■ Data excerpts
Start of Block

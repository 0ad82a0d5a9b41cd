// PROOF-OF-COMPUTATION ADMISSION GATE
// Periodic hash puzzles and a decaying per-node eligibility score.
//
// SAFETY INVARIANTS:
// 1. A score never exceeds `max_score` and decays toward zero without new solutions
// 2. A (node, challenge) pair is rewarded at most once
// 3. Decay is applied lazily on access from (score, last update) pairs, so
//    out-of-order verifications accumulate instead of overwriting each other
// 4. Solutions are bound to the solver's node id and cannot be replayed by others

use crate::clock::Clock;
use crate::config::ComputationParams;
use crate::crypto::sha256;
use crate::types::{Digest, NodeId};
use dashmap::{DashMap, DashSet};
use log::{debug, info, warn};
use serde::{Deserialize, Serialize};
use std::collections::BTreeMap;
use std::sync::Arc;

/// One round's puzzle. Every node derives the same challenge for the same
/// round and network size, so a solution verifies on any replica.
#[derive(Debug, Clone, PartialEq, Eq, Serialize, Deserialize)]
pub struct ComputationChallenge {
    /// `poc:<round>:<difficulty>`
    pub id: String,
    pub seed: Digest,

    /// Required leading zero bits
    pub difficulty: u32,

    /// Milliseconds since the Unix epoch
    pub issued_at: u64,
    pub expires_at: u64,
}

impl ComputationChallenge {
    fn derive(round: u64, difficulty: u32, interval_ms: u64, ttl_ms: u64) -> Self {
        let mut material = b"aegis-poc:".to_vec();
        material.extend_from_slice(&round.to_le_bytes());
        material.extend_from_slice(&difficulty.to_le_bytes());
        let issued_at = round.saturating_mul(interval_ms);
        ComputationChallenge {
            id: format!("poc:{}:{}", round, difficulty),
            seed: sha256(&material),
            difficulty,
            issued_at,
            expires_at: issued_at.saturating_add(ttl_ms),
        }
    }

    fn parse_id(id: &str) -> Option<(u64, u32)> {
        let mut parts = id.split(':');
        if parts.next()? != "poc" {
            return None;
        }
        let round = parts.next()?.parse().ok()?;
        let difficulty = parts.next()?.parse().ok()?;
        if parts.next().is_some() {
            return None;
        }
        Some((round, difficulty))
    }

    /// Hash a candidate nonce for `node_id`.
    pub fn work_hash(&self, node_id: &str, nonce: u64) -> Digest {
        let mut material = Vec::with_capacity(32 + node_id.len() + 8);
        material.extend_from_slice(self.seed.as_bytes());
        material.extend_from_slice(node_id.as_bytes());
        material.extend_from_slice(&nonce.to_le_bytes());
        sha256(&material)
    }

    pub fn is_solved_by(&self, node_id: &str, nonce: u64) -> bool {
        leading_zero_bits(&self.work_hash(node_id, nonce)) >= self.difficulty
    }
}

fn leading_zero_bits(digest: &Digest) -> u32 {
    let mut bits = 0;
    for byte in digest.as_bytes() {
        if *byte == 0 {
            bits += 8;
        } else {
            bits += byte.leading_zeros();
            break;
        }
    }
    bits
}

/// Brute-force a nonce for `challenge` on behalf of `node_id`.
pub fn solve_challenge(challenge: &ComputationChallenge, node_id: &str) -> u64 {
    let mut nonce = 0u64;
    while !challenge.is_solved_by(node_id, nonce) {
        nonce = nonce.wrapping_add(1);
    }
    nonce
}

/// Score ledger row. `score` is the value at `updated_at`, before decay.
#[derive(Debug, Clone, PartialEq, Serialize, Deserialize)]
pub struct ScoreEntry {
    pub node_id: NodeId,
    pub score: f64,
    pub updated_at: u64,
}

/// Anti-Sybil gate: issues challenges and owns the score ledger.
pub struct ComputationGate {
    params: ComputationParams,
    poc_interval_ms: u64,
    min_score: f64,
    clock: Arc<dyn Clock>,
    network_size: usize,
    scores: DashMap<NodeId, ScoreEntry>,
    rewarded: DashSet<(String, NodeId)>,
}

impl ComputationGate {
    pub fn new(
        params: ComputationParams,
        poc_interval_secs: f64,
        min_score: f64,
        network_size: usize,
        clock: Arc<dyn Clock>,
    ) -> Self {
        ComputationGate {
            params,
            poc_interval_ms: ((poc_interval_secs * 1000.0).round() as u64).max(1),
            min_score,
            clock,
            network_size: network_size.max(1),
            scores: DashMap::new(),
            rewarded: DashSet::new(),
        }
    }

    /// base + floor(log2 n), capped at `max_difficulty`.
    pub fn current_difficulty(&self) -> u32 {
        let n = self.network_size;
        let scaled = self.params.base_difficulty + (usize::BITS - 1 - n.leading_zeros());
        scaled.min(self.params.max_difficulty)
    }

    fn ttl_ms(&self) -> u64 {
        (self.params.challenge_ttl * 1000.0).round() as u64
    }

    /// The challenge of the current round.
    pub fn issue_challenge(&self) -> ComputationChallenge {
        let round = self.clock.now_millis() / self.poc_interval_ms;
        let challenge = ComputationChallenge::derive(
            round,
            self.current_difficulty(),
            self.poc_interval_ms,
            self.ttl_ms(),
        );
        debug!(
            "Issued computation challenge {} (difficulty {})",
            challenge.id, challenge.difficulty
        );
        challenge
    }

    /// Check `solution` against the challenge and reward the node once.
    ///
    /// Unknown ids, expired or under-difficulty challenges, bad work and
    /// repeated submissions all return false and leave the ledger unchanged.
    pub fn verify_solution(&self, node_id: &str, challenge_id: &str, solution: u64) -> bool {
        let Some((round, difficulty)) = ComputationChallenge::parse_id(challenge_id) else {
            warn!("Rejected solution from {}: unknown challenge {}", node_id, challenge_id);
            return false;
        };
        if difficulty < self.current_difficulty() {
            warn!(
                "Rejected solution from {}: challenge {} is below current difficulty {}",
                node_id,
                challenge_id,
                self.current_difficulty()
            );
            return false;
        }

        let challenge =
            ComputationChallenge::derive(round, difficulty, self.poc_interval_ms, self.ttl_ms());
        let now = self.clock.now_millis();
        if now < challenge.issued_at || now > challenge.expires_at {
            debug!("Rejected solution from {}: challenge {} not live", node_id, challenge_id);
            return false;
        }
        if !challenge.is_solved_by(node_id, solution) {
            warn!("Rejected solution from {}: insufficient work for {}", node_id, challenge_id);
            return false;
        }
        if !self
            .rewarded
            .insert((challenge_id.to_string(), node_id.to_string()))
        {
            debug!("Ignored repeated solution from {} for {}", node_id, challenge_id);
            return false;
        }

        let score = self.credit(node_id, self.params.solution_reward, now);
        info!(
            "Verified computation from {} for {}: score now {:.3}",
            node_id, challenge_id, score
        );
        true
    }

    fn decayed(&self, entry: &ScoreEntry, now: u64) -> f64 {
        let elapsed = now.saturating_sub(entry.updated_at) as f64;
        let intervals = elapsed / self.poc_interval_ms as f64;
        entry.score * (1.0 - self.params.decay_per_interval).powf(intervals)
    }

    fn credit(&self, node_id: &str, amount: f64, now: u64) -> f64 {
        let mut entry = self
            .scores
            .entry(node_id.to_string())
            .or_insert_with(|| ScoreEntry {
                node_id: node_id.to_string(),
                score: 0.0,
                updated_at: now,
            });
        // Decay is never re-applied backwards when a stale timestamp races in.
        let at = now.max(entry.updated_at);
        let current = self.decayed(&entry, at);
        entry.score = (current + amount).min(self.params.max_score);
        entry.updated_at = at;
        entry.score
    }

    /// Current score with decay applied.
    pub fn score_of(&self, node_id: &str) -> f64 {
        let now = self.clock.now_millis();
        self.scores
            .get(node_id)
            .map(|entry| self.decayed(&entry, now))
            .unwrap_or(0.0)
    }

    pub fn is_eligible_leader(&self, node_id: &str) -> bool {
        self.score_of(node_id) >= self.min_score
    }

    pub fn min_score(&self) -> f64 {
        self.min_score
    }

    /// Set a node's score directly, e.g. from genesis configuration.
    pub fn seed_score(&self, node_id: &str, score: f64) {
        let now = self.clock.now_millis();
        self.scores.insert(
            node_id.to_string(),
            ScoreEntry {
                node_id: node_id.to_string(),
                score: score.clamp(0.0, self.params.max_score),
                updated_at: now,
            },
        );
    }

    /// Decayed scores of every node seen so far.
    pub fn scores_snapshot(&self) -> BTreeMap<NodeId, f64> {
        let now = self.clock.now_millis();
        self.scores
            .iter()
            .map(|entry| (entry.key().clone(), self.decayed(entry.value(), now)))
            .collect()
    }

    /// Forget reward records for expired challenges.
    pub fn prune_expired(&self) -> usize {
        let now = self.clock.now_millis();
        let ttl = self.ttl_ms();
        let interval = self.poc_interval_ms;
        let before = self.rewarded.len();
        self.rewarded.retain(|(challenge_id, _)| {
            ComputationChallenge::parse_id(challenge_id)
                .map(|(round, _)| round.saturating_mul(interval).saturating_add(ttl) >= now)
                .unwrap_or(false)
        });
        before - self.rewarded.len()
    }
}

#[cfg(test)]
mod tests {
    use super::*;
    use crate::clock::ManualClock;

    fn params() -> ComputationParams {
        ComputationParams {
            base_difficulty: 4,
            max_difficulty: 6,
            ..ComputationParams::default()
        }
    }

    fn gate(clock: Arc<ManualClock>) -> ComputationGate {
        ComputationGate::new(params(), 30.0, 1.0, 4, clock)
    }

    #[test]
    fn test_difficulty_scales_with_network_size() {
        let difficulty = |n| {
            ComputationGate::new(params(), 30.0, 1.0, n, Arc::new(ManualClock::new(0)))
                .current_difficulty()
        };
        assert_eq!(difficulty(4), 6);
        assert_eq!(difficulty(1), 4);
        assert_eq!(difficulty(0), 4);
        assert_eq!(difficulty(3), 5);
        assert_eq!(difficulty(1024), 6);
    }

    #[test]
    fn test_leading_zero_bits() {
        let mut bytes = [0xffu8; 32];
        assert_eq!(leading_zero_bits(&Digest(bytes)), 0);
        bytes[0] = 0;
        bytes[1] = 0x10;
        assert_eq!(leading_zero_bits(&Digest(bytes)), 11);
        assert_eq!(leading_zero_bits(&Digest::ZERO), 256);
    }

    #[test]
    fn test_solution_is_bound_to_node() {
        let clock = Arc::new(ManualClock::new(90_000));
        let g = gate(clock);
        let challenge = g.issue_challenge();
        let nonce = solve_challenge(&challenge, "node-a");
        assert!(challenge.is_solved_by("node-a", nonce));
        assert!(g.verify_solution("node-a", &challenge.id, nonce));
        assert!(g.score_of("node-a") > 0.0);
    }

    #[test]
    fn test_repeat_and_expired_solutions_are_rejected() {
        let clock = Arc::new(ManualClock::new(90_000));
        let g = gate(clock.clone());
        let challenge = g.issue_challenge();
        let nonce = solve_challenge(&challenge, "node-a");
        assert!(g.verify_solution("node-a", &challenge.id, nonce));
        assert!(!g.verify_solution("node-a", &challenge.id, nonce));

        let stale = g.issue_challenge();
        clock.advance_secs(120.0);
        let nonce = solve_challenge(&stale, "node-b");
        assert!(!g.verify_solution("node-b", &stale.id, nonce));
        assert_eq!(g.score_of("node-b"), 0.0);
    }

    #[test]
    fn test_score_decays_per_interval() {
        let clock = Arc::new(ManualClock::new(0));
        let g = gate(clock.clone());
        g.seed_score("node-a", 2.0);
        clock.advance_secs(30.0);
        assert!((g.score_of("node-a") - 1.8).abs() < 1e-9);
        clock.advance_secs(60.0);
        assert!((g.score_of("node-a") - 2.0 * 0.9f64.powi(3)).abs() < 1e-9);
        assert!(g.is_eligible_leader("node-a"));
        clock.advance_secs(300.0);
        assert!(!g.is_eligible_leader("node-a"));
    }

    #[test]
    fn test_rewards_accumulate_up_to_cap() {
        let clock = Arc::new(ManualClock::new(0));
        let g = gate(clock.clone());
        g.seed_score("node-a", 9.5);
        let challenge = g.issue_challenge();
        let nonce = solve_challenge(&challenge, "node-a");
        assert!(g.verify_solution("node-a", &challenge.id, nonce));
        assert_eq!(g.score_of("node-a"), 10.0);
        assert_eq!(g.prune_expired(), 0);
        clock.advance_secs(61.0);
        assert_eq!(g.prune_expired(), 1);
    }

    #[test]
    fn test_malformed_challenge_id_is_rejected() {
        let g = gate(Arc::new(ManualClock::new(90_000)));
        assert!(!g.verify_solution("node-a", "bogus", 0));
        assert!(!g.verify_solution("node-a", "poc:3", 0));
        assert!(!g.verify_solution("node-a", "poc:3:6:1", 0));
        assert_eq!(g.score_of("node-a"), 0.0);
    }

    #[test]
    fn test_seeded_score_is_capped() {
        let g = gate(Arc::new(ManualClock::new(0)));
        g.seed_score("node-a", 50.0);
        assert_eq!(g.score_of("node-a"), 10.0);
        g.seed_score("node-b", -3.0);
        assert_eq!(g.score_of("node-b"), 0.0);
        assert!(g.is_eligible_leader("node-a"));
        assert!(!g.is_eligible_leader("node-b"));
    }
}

End of Block
Start of Block

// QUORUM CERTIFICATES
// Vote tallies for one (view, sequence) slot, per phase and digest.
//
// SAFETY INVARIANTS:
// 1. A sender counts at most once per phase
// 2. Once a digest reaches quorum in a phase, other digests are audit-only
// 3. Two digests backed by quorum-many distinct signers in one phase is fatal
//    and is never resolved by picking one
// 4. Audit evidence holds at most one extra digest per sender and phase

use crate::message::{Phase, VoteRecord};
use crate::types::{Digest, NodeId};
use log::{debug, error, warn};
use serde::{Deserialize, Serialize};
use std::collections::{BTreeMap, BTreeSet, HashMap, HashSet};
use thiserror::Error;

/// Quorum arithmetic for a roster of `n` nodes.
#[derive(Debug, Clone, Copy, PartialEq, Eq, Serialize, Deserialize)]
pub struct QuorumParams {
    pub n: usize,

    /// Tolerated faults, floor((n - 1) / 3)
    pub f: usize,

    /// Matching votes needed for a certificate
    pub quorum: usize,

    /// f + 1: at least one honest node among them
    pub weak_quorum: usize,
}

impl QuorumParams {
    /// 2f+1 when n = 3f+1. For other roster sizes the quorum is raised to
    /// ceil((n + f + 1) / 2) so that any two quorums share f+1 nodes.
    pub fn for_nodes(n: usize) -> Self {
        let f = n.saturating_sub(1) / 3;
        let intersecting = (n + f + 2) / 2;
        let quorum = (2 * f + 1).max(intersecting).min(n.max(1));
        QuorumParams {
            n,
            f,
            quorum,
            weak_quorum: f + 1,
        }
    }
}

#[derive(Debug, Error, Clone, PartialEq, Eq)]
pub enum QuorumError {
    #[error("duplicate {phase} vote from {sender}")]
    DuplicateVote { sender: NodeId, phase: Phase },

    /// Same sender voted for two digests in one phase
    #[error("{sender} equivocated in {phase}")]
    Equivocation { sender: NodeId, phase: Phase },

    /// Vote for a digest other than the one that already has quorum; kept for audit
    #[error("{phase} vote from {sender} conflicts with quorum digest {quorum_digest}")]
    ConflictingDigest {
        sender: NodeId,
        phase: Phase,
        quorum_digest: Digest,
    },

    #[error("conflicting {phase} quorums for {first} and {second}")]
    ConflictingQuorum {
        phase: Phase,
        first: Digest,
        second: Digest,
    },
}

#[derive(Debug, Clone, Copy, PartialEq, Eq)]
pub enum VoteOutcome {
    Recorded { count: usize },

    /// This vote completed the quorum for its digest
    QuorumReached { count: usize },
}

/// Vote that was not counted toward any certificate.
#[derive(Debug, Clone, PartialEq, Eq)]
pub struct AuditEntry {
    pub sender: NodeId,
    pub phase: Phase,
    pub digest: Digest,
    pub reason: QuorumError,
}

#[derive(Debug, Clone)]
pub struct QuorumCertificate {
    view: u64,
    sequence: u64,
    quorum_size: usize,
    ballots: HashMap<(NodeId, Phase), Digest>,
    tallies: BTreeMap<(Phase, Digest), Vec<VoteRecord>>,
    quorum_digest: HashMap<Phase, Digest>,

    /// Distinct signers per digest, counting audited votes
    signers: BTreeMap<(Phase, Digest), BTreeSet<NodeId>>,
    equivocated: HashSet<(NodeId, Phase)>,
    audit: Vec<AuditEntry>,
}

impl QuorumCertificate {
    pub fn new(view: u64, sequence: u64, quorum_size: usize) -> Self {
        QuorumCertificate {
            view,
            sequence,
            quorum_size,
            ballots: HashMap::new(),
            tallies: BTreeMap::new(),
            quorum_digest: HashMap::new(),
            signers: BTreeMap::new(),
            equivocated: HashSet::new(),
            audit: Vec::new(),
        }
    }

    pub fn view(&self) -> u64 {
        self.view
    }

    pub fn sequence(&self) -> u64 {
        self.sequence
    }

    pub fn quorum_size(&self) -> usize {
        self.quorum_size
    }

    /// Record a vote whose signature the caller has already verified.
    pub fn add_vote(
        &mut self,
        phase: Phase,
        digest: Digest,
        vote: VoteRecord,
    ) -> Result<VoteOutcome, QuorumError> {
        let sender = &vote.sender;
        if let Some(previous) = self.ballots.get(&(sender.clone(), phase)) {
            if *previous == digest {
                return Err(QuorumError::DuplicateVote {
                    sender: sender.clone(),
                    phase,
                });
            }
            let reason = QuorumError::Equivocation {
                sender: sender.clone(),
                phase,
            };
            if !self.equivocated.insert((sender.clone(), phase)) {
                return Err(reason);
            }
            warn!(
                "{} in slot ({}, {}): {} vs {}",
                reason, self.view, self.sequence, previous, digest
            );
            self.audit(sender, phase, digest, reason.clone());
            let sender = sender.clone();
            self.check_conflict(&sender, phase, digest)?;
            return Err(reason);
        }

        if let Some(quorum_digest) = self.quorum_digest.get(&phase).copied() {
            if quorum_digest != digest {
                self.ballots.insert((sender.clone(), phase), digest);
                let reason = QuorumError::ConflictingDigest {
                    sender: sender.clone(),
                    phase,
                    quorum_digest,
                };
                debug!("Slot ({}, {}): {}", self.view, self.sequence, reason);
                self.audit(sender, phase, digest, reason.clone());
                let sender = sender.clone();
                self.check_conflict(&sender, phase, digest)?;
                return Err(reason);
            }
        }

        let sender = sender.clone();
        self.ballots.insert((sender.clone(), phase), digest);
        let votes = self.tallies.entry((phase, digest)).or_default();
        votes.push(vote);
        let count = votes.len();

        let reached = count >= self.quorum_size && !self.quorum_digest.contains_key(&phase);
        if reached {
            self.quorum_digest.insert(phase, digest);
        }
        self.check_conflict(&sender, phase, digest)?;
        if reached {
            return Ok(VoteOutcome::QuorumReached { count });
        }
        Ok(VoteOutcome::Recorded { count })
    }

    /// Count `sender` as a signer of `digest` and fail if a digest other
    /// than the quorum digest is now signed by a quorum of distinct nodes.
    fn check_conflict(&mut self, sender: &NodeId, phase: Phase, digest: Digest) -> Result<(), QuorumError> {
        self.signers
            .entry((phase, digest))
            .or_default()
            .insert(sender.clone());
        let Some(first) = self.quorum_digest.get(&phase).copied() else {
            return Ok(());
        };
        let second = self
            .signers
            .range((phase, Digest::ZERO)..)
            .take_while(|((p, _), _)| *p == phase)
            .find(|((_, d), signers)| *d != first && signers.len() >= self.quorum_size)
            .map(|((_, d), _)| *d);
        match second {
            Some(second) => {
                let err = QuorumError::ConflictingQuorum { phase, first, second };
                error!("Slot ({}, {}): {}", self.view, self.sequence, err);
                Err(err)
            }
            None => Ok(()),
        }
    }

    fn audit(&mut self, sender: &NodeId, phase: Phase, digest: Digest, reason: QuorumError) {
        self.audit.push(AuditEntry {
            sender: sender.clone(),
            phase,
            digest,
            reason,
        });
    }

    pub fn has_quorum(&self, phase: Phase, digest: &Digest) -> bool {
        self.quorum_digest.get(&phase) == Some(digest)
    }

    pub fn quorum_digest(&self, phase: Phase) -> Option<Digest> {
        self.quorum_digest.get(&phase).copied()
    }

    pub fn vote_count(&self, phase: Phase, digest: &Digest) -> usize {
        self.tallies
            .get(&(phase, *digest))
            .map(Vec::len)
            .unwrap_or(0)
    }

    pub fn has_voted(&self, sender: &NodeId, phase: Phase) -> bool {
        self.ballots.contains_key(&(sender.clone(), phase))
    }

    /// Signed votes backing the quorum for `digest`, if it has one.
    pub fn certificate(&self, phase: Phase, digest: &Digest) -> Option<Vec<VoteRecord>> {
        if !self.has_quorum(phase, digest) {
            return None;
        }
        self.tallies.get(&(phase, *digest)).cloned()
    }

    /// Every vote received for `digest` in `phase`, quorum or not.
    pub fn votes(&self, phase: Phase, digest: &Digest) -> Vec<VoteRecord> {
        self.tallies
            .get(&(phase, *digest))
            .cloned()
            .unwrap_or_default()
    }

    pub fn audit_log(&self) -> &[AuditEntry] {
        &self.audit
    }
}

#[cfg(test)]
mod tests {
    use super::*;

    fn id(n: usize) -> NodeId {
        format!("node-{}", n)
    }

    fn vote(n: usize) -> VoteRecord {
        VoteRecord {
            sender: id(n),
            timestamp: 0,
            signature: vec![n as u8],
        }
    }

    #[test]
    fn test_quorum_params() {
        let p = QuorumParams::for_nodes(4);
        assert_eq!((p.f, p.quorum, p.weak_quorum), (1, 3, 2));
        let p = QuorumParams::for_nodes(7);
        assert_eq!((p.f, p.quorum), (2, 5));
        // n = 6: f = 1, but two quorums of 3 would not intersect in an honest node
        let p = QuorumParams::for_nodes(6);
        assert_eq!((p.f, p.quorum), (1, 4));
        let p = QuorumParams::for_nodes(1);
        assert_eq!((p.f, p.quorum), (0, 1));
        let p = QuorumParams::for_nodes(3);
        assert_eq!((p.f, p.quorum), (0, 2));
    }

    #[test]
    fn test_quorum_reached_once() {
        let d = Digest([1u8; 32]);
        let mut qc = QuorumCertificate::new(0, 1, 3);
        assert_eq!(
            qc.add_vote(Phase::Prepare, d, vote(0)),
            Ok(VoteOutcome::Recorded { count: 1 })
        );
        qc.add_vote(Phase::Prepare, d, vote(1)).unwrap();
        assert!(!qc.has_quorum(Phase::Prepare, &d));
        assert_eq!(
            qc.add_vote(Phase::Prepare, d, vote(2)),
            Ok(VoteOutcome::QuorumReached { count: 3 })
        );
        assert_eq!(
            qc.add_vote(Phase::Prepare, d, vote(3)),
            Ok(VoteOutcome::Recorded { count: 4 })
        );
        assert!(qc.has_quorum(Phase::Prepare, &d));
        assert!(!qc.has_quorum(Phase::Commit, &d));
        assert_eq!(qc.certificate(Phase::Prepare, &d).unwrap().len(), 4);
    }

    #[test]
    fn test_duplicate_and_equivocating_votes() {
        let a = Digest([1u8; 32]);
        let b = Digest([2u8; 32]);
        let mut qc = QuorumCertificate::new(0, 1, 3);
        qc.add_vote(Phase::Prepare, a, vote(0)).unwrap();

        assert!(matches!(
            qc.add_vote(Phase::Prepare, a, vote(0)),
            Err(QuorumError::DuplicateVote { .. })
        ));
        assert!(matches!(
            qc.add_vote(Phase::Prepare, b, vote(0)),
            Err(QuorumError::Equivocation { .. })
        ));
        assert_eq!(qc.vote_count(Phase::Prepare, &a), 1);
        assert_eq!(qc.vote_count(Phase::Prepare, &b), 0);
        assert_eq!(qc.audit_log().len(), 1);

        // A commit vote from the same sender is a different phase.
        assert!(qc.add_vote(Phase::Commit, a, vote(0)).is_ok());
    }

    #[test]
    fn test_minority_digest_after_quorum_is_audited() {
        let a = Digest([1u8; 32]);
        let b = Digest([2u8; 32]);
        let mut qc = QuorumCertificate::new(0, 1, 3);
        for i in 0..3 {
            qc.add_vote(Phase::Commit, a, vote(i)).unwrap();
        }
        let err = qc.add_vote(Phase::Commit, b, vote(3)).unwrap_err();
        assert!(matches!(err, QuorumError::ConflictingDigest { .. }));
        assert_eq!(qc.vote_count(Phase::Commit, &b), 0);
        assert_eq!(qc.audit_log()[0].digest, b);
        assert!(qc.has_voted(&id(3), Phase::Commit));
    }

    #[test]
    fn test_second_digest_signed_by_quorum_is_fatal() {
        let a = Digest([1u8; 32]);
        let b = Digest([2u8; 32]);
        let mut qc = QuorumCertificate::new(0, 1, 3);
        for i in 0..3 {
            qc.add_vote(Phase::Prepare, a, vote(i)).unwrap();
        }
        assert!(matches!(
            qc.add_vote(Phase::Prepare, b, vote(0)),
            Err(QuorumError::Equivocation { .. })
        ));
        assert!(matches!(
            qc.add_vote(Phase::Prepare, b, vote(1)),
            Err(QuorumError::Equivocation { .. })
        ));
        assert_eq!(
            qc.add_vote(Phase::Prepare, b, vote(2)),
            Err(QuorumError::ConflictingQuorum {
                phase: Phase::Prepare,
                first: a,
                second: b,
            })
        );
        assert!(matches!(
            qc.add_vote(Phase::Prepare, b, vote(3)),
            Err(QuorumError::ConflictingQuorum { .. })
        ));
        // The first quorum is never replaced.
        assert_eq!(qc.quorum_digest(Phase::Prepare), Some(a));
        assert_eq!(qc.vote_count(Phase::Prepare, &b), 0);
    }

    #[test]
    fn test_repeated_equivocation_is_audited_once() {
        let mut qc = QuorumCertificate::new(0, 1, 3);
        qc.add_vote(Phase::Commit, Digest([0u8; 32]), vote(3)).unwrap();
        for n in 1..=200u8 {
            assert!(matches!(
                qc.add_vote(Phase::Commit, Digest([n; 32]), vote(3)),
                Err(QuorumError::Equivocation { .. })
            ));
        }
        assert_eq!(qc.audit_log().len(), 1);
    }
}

End of Block

■ EXERCISE DIRECTIONS
The lines to return are those with the string "crate" in them; copy each from the entries above.

■ SOLUTION BELOW
use crate::clock::Clock;
use crate::config::ComputationParams;
use crate::crypto::sha256;
use crate::types::{Digest, NodeId};
    use crate::clock::ManualClock;
use crate::message::{Phase, VoteRecord};
use crate::types::{Digest, NodeId};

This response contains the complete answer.